Blockchain innovation is upsetting the financial arena by aiding in complying information with numerous guidelines like KYC or Anti-Money Laundering proficiently.
This pandemic will be a turning point for digital payments in countries which are racing to become cashless. Besides, we might see the rise of cryptocurrencies as the next generation payment method; however in the majority of markets, nixing cash will endure a long-term project.
Additionally, in the case of sustainable green financing, 2021 will be an inflexion point because the regulators will contemplate the macroeconomic consequences of environmental change and act decisively.
Finally, cloud computing and artificial intelligence is turning into a spectrum - a sky bursting with cirrus rather than isolated cumulus clouds. Siloed thinking will become more perilous.
The crisis offers banks an opportunity to fundamentally transform themselves and implement a strategy based on three key dimensions of resilience, value leadership and growth to future-proof their business.
The duration of the pandemic and industrial and administrative response will influence the bank's response, which can be divided into four overlapping and dynamic phases. To emerge stronger from the crisis, banks will need to take specific actions to deal with the impact in each phase.
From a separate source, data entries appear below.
//! Mutation-safety gate.
//!
//! Decides, once per call and without retained state, whether a tool's
//! backend runs for real, runs its preview path, or is not called at all.
//!
//! Evaluation order (strict priority):
//! 1. Non-mutating tool: always executes, `dry_run`/`confirm` are ignored
//! 2. `dry_run = true`: simulate via the preview path
//! 3. `confirm = true`: execute
//! 4. Policy requires confirmation: reject
//! 5. Permissive policy: execute

use std::fmt;

use serde::Serialize;

use crate::error::GatewayError;

/// Outcome of the gate for one call.
#[derive(Debug, Clone, Copy, PartialEq, Eq, Serialize)]
#[serde(rename_all = "SCREAMING_SNAKE_CASE")]
pub enum MutationDecision {
    Execute,
    Simulate,
    RejectedNeedsConfirmation,
}

impl fmt::Display for MutationDecision {
    fn fmt(&self, f: &mut fmt::Formatter<'_>) -> fmt::Result {
        let label = match self {
            MutationDecision::Execute => "EXECUTE",
            MutationDecision::Simulate => "SIMULATE",
            MutationDecision::RejectedNeedsConfirmation => "REJECTED_NEEDS_CONFIRMATION",
        };
        f.write_str(label)
    }
}

/// States the gate passes through while evaluating a call.
#[derive(Debug, Clone, Copy, PartialEq, Eq)]
pub enum GateState {
    /// Read-only tool; passes straight to dispatch.
    NotMutating,
    /// Mutating tool whose flags have not been evaluated yet.
    AwaitingDecision,
    Execute,
    Simulate,
    Rejected,
}

impl GateState {
    /// Advance one transition. Terminal states return themselves.
    fn step(self, dry_run: bool, confirm: bool, require_confirm: bool) -> Self {
        match self {
            GateState::AwaitingDecision if dry_run => GateState::Simulate,
            GateState::AwaitingDecision if confirm => GateState::Execute,
            GateState::AwaitingDecision if require_confirm => GateState::Rejected,
            GateState::AwaitingDecision => GateState::Execute,
            terminal => terminal,
        }
    }

    pub fn is_terminal(&self) -> bool {
        !matches!(self, GateState::AwaitingDecision)
    }

    /// Decision corresponding to a terminal state.
    pub fn decision(&self) -> Option<MutationDecision> {
        match self {
            GateState::NotMutating | GateState::Execute => Some(MutationDecision::Execute),
            GateState::Simulate => Some(MutationDecision::Simulate),
            GateState::Rejected => Some(MutationDecision::RejectedNeedsConfirmation),
            GateState::AwaitingDecision => None,
        }
    }
}

/// The dry-run/confirm gate, parameterized by the process-wide policy.
#[derive(Debug, Clone, Copy)]
pub struct MutationGate {
    require_confirm: bool,
}

impl MutationGate {
    pub fn new(require_confirm: bool) -> Self {
        MutationGate { require_confirm }
    }

    pub fn require_confirm(&self) -> bool {
        self.require_confirm
    }

    /// Run the state machine to its terminal state. Absent flags count as false.
    pub fn evaluate(
        &self,
        is_mutating: bool,
        dry_run: Option<bool>,
        confirm: Option<bool>,
    ) -> GateState {
        let dry_run = dry_run.unwrap_or(false);
        let confirm = confirm.unwrap_or(false);
        let mut state = if is_mutating {
            GateState::AwaitingDecision
        } else {
            GateState::NotMutating
        };
        while !state.is_terminal() {
            state = state.step(dry_run, confirm, self.require_confirm);
        }
        state
    }

    /// Decision for a call, without raising an error for rejection.
    pub fn decide(
        &self,
        is_mutating: bool,
        dry_run: Option<bool>,
        confirm: Option<bool>,
    ) -> MutationDecision {
        self.evaluate(is_mutating, dry_run, confirm)
            .decision()
            .unwrap_or(MutationDecision::RejectedNeedsConfirmation)
    }

    /// Admit a call to dispatch, or fail with `ConfirmationRequired`.
    pub fn admit(
        &self,
        tool: &str,
        is_mutating: bool,
        dry_run: Option<bool>,
        confirm: Option<bool>,
    ) -> crate::Result<MutationDecision> {
        match self.decide(is_mutating, dry_run, confirm) {
            MutationDecision::RejectedNeedsConfirmation => {
                tracing::info!(tool = %tool, "mutating call rejected: confirmation required");
                Err(GatewayError::ConfirmationRequired {
                    tool: tool.to_string(),
                })
            }
            decision => Ok(decision),
        }
    }
}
- Crisis: Covid-19 spreads, peaks and recedes
- Transition: As restrictions reduce and usher in a slow return to business as usual
- Post Covid-19: As economies revive possibly from 2021
- Future-proofing: Beyond Covid-19 for the long term
Holistic restructuring across the four phases of the pandemic, crisis, transition, post-Covid-19 and future-proofing typically align with seven themes. They are adaptive distribution, resilient enterprise, contactless experiences, products for a new reality, towards touchless banking, cognitive enterprise and purpose-driven ecosystems. Banks must follow a two-pronged approach: introduce quick fixes in the crisis phase and initiate course corrections for longer-term growth and sustenance.
Sayeed Al Mamun Anik has a Master's degree in Bank Management (MBM) from the Bangladesh Institute of Bank Management.
Disclaimer: The views and opinions expressed in this article are those of the author and do not necessarily reflect the opinions and views of The Business Standard.